Here’s the short answer: alcohol is not regulated by the FDA, so it’s not subject to the same rules as other food and drink (such as nutritional labels).
Alcohol is regulated by the Alcohol and Tobacco Tax and Trade Bureau (TTB) and it would be up to this organization to require alcohol companies to disclose nutritional information.
After Prohibition was repealed in 1932, Congress passed the Alcohol Administration Act in 1935 which would eventually become the TTB to ensure that tax revenue was generated from newly legal alcohol. And so in the ’90s, when the FDA required nutritional labels on other goods, alcohol was not affected. (With the exception of alcoholic drinks with seven percent alcohol or less that don’t contain malted barley, because those are regulated by the FDA.)
Change won’t come easily.
Health professionals have voiced their concerns over a lack of nutritional transparency when it comes to alcoholic drinks. These drinks are generally highly caloric ― someone who imbibes daily can easily drink more than 400 calories ― and because there is no information for consumers, it’s easy for that fact to be ignored.

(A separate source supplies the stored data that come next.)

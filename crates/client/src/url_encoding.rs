//! Percent-encoding for index and type names interpolated into request paths.
//!
//! An index name is user input. Left unencoded, a `/` would address a
//! sub-resource, a `?` would start a query string, and a `,` or `*` would
//! widen the request to several indices at once.
//!
//! ```
//! use esadmin_client::url_encoding::encode_path_segment;
//!
//! assert_eq!(encode_path_segment("logs/2024"), "logs%2F2024");
//! ```

use percent_encoding::{AsciiSet, CONTROLS, percent_encode};

/// Characters that must be percent-encoded in a path segment.
///
/// RFC 3986 section 3.3 reserved characters, plus the multi-index
/// separators (`,` and `*`) the search engine interprets inside the index
/// position of a path.
pub const PATH_SEGMENT_ENCODE_SET: &AsciiSet = &CONTROLS
    .add(b' ')
    .add(b'"')
    .add(b'<')
    .add(b'>')
    .add(b'`')
    .add(b'{')
    .add(b'}')
    .add(b'|')
    .add(b'\\')
    .add(b'^')
    .add(b'~')
    .add(b'%')
    .add(b'/')
    .add(b'?')
    .add(b'#')
    .add(b'+')
    .add(b',')
    .add(b'*')
    .add(b';')
    .add(b'[')
    .add(b']');

/// Percent-encode one path segment.
///
/// A segment made only of dots (`.` or `..`) is fully encoded so URL
/// normalization cannot collapse it into a parent path.
///
/// ```
/// use esadmin_client::url_encoding::encode_path_segment;
///
/// assert_eq!(encode_path_segment("my-index"), "my-index");
/// assert_eq!(encode_path_segment("a,b"), "a%2Cb");
/// assert_eq!(encode_path_segment(".."), "%2E%2E");
/// ```
pub fn encode_path_segment(segment: &str) -> String {
    if !segment.is_empty() && segment.bytes().all(|b| b == b'.') {
        return "%2E".repeat(segment.len());
    }
    percent_encode(segment.as_bytes(), PATH_SEGMENT_ENCODE_SET).to_string()
}

#[cfg(test)]
mod tests {
    use super::*;

    #[test]
    fn test_plain_index_names_pass_through() {
        assert_eq!(encode_path_segment("elastomer-index-test"), "elastomer-index-test");
        assert_eq!(encode_path_segment("logs_2024.01"), "logs_2024.01");
        assert_eq!(encode_path_segment(".kibana"), ".kibana");
    }

    #[test]
    fn test_slash_cannot_address_sub_resource() {
        assert_eq!(encode_path_segment("idx/_close"), "idx%2F_close");
    }

    #[test]
    fn test_multi_index_syntax_is_neutralized() {
        assert_eq!(encode_path_segment("a,b"), "a%2Cb");
        assert_eq!(encode_path_segment("logs-*"), "logs-%2A");
    }

    #[test]
    fn test_query_and_fragment_characters() {
        assert_eq!(encode_path_segment("idx?pretty"), "idx%3Fpretty");
        assert_eq!(encode_path_segment("idx#frag"), "idx%23frag");
    }

    #[test]
    fn test_percent_is_encoded_once() {
        assert_eq!(encode_path_segment("100%"), "100%25");
        assert_eq!(encode_path_segment("a%20b"), "a%2520b");
    }

    #[test]
    fn test_unicode_is_utf8_encoded() {
        assert_eq!(encode_path_segment("caf\u{00e9}"), "caf%C3%A9");
    }

    #[test]
    fn test_dot_segments() {
        assert_eq!(encode_path_segment("."), "%2E");
        assert_eq!(encode_path_segment(".."), "%2E%2E");
        assert_eq!(encode_path_segment("a..b"), "a..b");
    }

    #[test]
    fn test_empty_string() {
        assert_eq!(encode_path_segment(""), "");
    }
}
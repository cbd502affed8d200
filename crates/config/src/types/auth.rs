//! Authentication types for cluster connections.
//!
//! Responsibilities:
//! - Define the supported authentication strategies (none, basic, API key).
//! - Keep secret values wrapped in `secrecy::SecretString`.
//!
//! Does NOT handle:
//! - Attaching credentials to requests (see the client crate's HTTP transport).
//!
//! Invariants:
//! - Secrets are never printed by `Debug`; `SecretString` redacts them.

use secrecy::SecretString;
use serde::{Deserialize, Serialize};

/// Module for serializing SecretString as strings.
mod secret_string {
    use secrecy::{ExposeSecret, SecretString};
    use serde::{Deserialize as DeserializeTrait, Serialize as SerializeTrait};
    use serde::{Deserializer, Serializer};

    pub fn serialize<S>(secret: &SecretString, serializer: S) -> Result<S::Ok, S::Error>
    where
        S: Serializer,
    {
        secret.expose_secret().serialize(serializer)
    }

    pub fn deserialize<'de, D>(deserializer: D) -> Result<SecretString, D::Error>
    where
        D: Deserializer<'de>,
    {
        let s = String::deserialize(deserializer)?;
        Ok(SecretString::new(s.into()))
    }
}

/// Strategy for authenticating with the cluster.
#[derive(Debug, Clone, Default, Serialize, Deserialize)]
#[serde(tag = "type")]
pub enum AuthStrategy {
    /// Unauthenticated access.
    #[default]
    #[serde(rename = "none")]
    Anonymous,
    /// HTTP basic authentication.
    #[serde(rename = "basic")]
    Basic {
        username: String,
        #[serde(with = "secret_string")]
        password: SecretString,
    },
    /// `Authorization: ApiKey <key>` header.
    #[serde(rename = "api_key")]
    ApiKey {
        #[serde(with = "secret_string")]
        key: SecretString,
    },
}

/// Authentication configuration.
#[derive(Debug, Clone, Default, Serialize, Deserialize)]
pub struct AuthConfig {
    /// The authentication strategy to use.
    #[serde(flatten)]
    pub strategy: AuthStrategy,
}

#[cfg(test)]
mod tests {
    use super::*;
    use secrecy::ExposeSecret;

    #[test]
    fn test_basic_auth_round_trips_through_json() {
        let auth = AuthConfig {
            strategy: AuthStrategy::Basic {
                username: "elastic".to_string(),
                password: SecretString::new("changeme".to_string().into()),
            },
        };

        let json = serde_json::to_value(&auth).unwrap();
        assert_eq!(json["type"], "basic");
        assert_eq!(json["username"], "elastic");

        let back: AuthConfig = serde_json::from_value(json).unwrap();
        match back.strategy {
            AuthStrategy::Basic { username, password } => {
                assert_eq!(username, "elastic");
                assert_eq!(password.expose_secret(), "changeme");
            }
            other => panic!("unexpected strategy: {other:?}"),
        }
    }

    #[test]
    fn test_debug_redacts_secrets() {
        let strategy = AuthStrategy::ApiKey {
            key: SecretString::new("super-secret".to_string().into()),
        };
        assert!(!format!("{strategy:?}").contains("super-secret"));
    }
}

Over the years, there has been a push for more transparency from advocacy groups, but alcohol groups have fought against it. Some alcohol companies have claimed that nutritional labels would give consumers the false impression that alcohol is nutritious.
Though, the more probable explanation is that these companies are scared of the potential backlash from health-conscious imbibers. With other nutritionally-void products like soda steadily on the decline because of the public’s move toward healthier lifestyles, it’s easy to see why.